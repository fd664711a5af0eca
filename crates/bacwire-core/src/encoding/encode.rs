use crate::encoding::writer::Writer;
use crate::EncodeError;
use alloc::vec;
use alloc::vec::Vec;

/// A wire entity that can serialize itself and report its exact encoded size.
///
/// `bit_len` must equal the number of bits `encode` writes, which is also the
/// number of bits the matching decoder consumes.
pub trait Encode {
    fn encode(&self, w: &mut Writer<'_>) -> Result<(), EncodeError>;

    fn bit_len(&self) -> usize;

    fn byte_len(&self) -> usize {
        self.bit_len().div_ceil(8)
    }

    /// Encodes into a freshly sized buffer.
    fn to_bytes(&self) -> Result<Vec<u8>, EncodeError> {
        let mut buf = vec![0u8; self.byte_len()];
        let mut w = Writer::new(&mut buf);
        self.encode(&mut w)?;
        if w.bit_position() != self.bit_len() {
            return Err(EncodeError::InvalidLength);
        }
        Ok(buf)
    }
}

impl<T: Encode> Encode for Option<T> {
    fn encode(&self, w: &mut Writer<'_>) -> Result<(), EncodeError> {
        match self {
            Some(inner) => inner.encode(w),
            None => Ok(()),
        }
    }

    fn bit_len(&self) -> usize {
        self.as_ref().map_or(0, Encode::bit_len)
    }
}

impl<T: Encode> Encode for [T] {
    fn encode(&self, w: &mut Writer<'_>) -> Result<(), EncodeError> {
        self.iter().try_for_each(|item| item.encode(w))
    }

    fn bit_len(&self) -> usize {
        self.iter().map(Encode::bit_len).sum()
    }
}

impl<T: Encode> Encode for Vec<T> {
    fn encode(&self, w: &mut Writer<'_>) -> Result<(), EncodeError> {
        self.as_slice().encode(w)
    }

    fn bit_len(&self) -> usize {
        self.as_slice().bit_len()
    }
}
use crate::encoding::header::TagHeader;
use crate::encoding::tag::{peek_is_closing_tag, ContextTag, Tag};
use crate::encoding::{encode::Encode, reader::Reader, writer::Writer};
use crate::{DecodeError, EncodeError};
use alloc::vec::Vec;

/// One item inside a tagged parameter list: a primitive tag or a nested
/// opening/closing bracketed block.
#[derive(Debug, Clone, PartialEq)]
#[cfg_attr(feature = "serde", derive(serde::Serialize, serde::Deserialize))]
pub enum Element {
    Tag(Tag),
    Constructed(ConstructedData),
}

impl Element {
    /// Decodes one element. An opening tag starts a nested block that runs to
    /// its matching closing tag.
    pub fn decode(r: &mut Reader<'_>) -> Result<Self, DecodeError> {
        let mut probe = *r;
        let header = TagHeader::decode(&mut probe)?;
        if header.is_opening() {
            ConstructedData::decode(r, header.actual_tag_number()).map(Self::Constructed)
        } else {
            Tag::decode(r).map(Self::Tag)
        }
    }

    pub const fn as_tag(&self) -> Option<&Tag> {
        match self {
            Self::Tag(tag) => Some(tag),
            Self::Constructed(_) => None,
        }
    }
}

impl Encode for Element {
    fn encode(&self, w: &mut Writer<'_>) -> Result<(), EncodeError> {
        match self {
            Self::Tag(tag) => tag.encode(w),
            Self::Constructed(data) => data.encode(w),
        }
    }

    fn bit_len(&self) -> usize {
        match self {
            Self::Tag(tag) => tag.bit_len(),
            Self::Constructed(data) => data.bit_len(),
        }
    }
}

/// Elements bracketed by an opening and closing tag of the same number.
///
/// The element list has no count: it ends when the closing tag with the
/// matching number is next. Closing tags with other numbers are kept as
/// elements.
#[derive(Debug, Clone, PartialEq)]
#[cfg_attr(feature = "serde", derive(serde::Serialize, serde::Deserialize))]
pub struct ConstructedData {
    pub opening: TagHeader,
    pub elements: Vec<Element>,
    pub closing: TagHeader,
}

impl ConstructedData {
    pub fn new(tag_number: u8, elements: Vec<Element>) -> Self {
        Self {
            opening: TagHeader::opening(tag_number),
            elements,
            closing: TagHeader::closing(tag_number),
        }
    }

    /// Convenience for the common single-value block, e.g. a property value.
    pub fn with_tags(tag_number: u8, tags: impl IntoIterator<Item = Tag>) -> Self {
        Self::new(tag_number, tags.into_iter().map(Element::Tag).collect())
    }

    pub const fn tag_number(&self) -> u8 {
        self.opening.actual_tag_number()
    }

    pub fn decode(r: &mut Reader<'_>, tag_number: u8) -> Result<Self, DecodeError> {
        let opening = ContextTag::decode_marker(r, tag_number, true)?;
        r.enter_nested()?;
        let elements = decode_until_closing(r, tag_number);
        r.leave_nested();
        let elements = elements?;
        let closing = ContextTag::decode_marker(r, tag_number, false)?;
        Ok(Self {
            opening,
            elements,
            closing,
        })
    }

    /// Optional block: absent when the next tag is not the expected opening tag.
    pub fn decode_optional(r: &mut Reader<'_>, tag_number: u8) -> Result<Option<Self>, DecodeError> {
        let mut probe = *r;
        match ContextTag::decode_marker(&mut probe, tag_number, true) {
            Ok(_) => Self::decode(r, tag_number).map(Some),
            Err(err) if err.is_soft() => Ok(None),
            Err(err) => Err(err),
        }
    }

    /// The primitive tags directly inside this block.
    pub fn tags(&self) -> impl Iterator<Item = &Tag> {
        self.elements.iter().filter_map(Element::as_tag)
    }
}

impl Encode for ConstructedData {
    fn encode(&self, w: &mut Writer<'_>) -> Result<(), EncodeError> {
        if !self.opening.is_opening()
            || !self.closing.is_closing()
            || self.opening.actual_tag_number() != self.closing.actual_tag_number()
        {
            return Err(EncodeError::InvalidLength);
        }
        self.opening.encode(w)?;
        self.elements.encode(w)?;
        self.closing.encode(w)
    }

    fn bit_len(&self) -> usize {
        self.opening.bit_len() + self.elements.bit_len() + self.closing.bit_len()
    }
}

fn decode_until_closing(r: &mut Reader<'_>, tag_number: u8) -> Result<Vec<Element>, DecodeError> {
    let mut elements = Vec::new();
    while !peek_is_closing_tag(r, tag_number) {
        elements.push(Element::decode(r)?);
    }
    Ok(elements)
}

/// Decodes elements until the reader is exhausted.
pub fn decode_elements(r: &mut Reader<'_>) -> Result<Vec<Element>, DecodeError> {
    let mut elements = Vec::new();
    while !r.is_empty() {
        elements.push(Element::decode(r)?);
    }
    Ok(elements)
}

#[cfg(test)]
mod tests {
    use super::{decode_elements, ConstructedData, Element};
    use crate::encoding::options::{DecodeOptions, DEFAULT_MAX_NESTING};
    use crate::encoding::{encode::Encode, reader::Reader, tag::Tag, value::TagValue};
    use crate::DecodeError;

    #[test]
    fn property_value_block() {
        let bytes = [0x3E, 0x44, 0x42, 0x91, 0x00, 0x00, 0x3F];
        let mut r = Reader::new(&bytes);
        let data = ConstructedData::decode(&mut r, 3).unwrap();
        assert!(r.is_empty());
        assert_eq!(data.elements.len(), 1);
        assert_eq!(
            data.tags().next().and_then(Tag::value),
            Some(&TagValue::Real(72.5))
        );
        assert_eq!(data.bit_len(), bytes.len() * 8);
        assert_eq!(data.to_bytes().unwrap(), bytes);
    }

    #[test]
    fn nested_blocks() {
        let bytes = [0x1E, 0x0E, 0x21, 0x01, 0x0F, 0x2F, 0x1F];
        let mut r = Reader::new(&bytes);
        let data = ConstructedData::decode(&mut r, 1).unwrap();
        assert_eq!(data.elements.len(), 2);
        match &data.elements[0] {
            Element::Constructed(inner) => assert_eq!(inner.tag_number(), 0),
            other => panic!("unexpected element {other:?}"),
        }
        assert!(data.elements[1].as_tag().is_some_and(Tag::is_closing));
        assert_eq!(data.to_bytes().unwrap(), bytes);
    }

    #[test]
    fn wrong_closing_number_runs_into_eof() {
        let bytes = [0x3E, 0x21, 0x01, 0x2F];
        let mut r = Reader::new(&bytes);
        assert_eq!(
            ConstructedData::decode(&mut r, 3).unwrap_err(),
            DecodeError::UnexpectedEof
        );
    }

    #[test]
    fn optional_block_absent() {
        let bytes = [0x49, 0x08];
        let mut r = Reader::new(&bytes);
        assert_eq!(ConstructedData::decode_optional(&mut r, 3).unwrap(), None);
        assert_eq!(r.bit_position(), 0);
        assert_eq!(decode_elements(&mut r).unwrap().len(), 1);
    }

    #[test]
    fn runaway_nesting_is_an_error() {
        let bytes = vec![0x0E; 60_000];
        let mut r = Reader::new(&bytes);
        assert_eq!(
            decode_elements(&mut r).unwrap_err(),
            DecodeError::NestingTooDeep {
                limit: DEFAULT_MAX_NESTING
            }
        );
    }

    #[test]
    fn nesting_at_the_limit_decodes() {
        let mut bytes = vec![0x0E; 3];
        bytes.extend_from_slice(&[0x0F; 3]);
        let options = DecodeOptions::default().with_max_nesting(3);
        let mut r = Reader::with_options(&bytes, options);
        let elements = decode_elements(&mut r).unwrap();
        assert_eq!(r.nesting(), 0);
        assert_eq!(elements.to_bytes().unwrap(), bytes);

        let options = DecodeOptions::default().with_max_nesting(2);
        let mut r = Reader::with_options(&bytes, options);
        assert_eq!(
            decode_elements(&mut r).unwrap_err(),
            DecodeError::NestingTooDeep { limit: 2 }
        );
    }
}
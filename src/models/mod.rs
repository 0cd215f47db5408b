// ABOUTME: Common data structures shared across the FitBurn API
// ABOUTME: Re-exports the user record and profile response types
//
// SPDX-License-Identifier: MIT OR Apache-2.0

//! Common data structures

/// User record and profile types
pub mod user;

pub use user::{User, UserProfile, UserSummary};
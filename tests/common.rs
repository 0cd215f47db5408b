// ABOUTME: Shared helpers for integration tests
// ABOUTME: Builds a router over a temp database and wraps request plumbing
//
// SPDX-License-Identifier: MIT OR Apache-2.0

#![allow(clippy::unwrap_used, clippy::expect_used, clippy::panic)]
#![allow(dead_code)] // Not every test binary uses every helper

use axum::body::Body;
use axum::http::{Request, StatusCode};
use axum::Router;
use fitburn::config::environment::{Environment, GoogleOAuthConfig, ServerConfig};
use fitburn::database::Database;
use fitburn::resources::ServerResources;
use fitburn::server::build_router;
use serde_json::Value;
use std::sync::Arc;
use tempfile::TempDir;
use tower::ServiceExt;

pub struct TestApp {
    pub router: Router,
    pub resources: Arc<ServerResources>,
    // Holds the database file and uploads dir alive for the test's duration
    pub tmp: TempDir,
}

/// Build an app over a fresh temp-file database and uploads dir
pub async fn spawn_app() -> TestApp {
    let tmp = TempDir::new().unwrap();
    let database_url = format!("sqlite:{}", tmp.path().join("test.db").display());

    let config = ServerConfig {
        http_port: 0,
        database_url: database_url.clone(),
        jwt_secret: "integration-test-secret".into(),
        token_expiry_hours: 24,
        uploads_dir: tmp.path().join("uploads"),
        environment: Environment::Testing,
        google_oauth: GoogleOAuthConfig::default(),
    };

    let database = Database::new(&database_url).await.unwrap();
    let resources = Arc::new(ServerResources::new(database, config));
    let router = build_router(resources.clone());

    TestApp {
        router,
        resources,
        tmp,
    }
}

/// Send a JSON request and return status plus decoded body
pub async fn request_json(
    router: &Router,
    method: &str,
    path: &str,
    token: Option<&str>,
    body: Option<Value>,
) -> (StatusCode, Value) {
    let mut builder = Request::builder().method(method).uri(path);
    if let Some(token) = token {
        builder = builder.header("authorization", format!("Bearer {token}"));
    }
    let request = if let Some(body) = body {
        builder
            .header("content-type", "application/json")
            .body(Body::from(body.to_string()))
            .unwrap()
    } else {
        builder.body(Body::empty()).unwrap()
    };

    let response = router.clone().oneshot(request).await.unwrap();
    let status = response.status();
    let bytes = axum::body::to_bytes(response.into_body(), usize::MAX)
        .await
        .unwrap();
    let value = if bytes.is_empty() {
        Value::Null
    } else {
        serde_json::from_slice(&bytes).unwrap_or(Value::Null)
    };
    (status, value)
}

/// Send a multipart request with optional text and file fields
pub async fn request_multipart(
    router: &Router,
    path: &str,
    token: Option<&str>,
    text_fields: &[(&str, &str)],
    file_field: Option<(&str, &str, &[u8])>,
) -> (StatusCode, Value) {
    let boundary = "fitburn-test-boundary";
    let mut body = Vec::new();

    for (name, value) in text_fields {
        body.extend_from_slice(format!("--{boundary}\r\n").as_bytes());
        body.extend_from_slice(
            format!("Content-Disposition: form-data; name=\"{name}\"\r\n\r\n").as_bytes(),
        );
        body.extend_from_slice(value.as_bytes());
        body.extend_from_slice(b"\r\n");
    }
    if let Some((name, file_name, data)) = file_field {
        body.extend_from_slice(format!("--{boundary}\r\n").as_bytes());
        body.extend_from_slice(
            format!(
                "Content-Disposition: form-data; name=\"{name}\"; filename=\"{file_name}\"\r\n"
            )
            .as_bytes(),
        );
        body.extend_from_slice(b"Content-Type: application/octet-stream\r\n\r\n");
        body.extend_from_slice(data);
        body.extend_from_slice(b"\r\n");
    }
    body.extend_from_slice(format!("--{boundary}--\r\n").as_bytes());

    let mut builder = Request::builder()
        .method("POST")
        .uri(path)
        .header(
            "content-type",
            format!("multipart/form-data; boundary={boundary}"),
        );
    if let Some(token) = token {
        builder = builder.header("authorization", format!("Bearer {token}"));
    }

    let response = router
        .clone()
        .oneshot(builder.body(Body::from(body)).unwrap())
        .await
        .unwrap();
    let status = response.status();
    let bytes = axum::body::to_bytes(response.into_body(), usize::MAX)
        .await
        .unwrap();
    let value = serde_json::from_slice(&bytes).unwrap_or(Value::Null);
    (status, value)
}

/// Register a user and return their session token
pub async fn register_user(router: &Router, email: &str, password: &str, name: &str) -> String {
    let (status, body) = request_json(
        router,
        "POST",
        "/api/auth/register",
        None,
        Some(serde_json::json!({ "email": email, "password": password, "name": name })),
    )
    .await;
    assert_eq!(status, StatusCode::CREATED, "registration failed: {body}");
    body["token"].as_str().unwrap().to_owned()
}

| ASSIGNED TASK |
In the records above, some lines hold the word "other"; copy each such line.

| EXERCISE RESPONSE |
/// matching number is next. Closing tags with other numbers are kept as
            other => panic!("unexpected element {other:?}"),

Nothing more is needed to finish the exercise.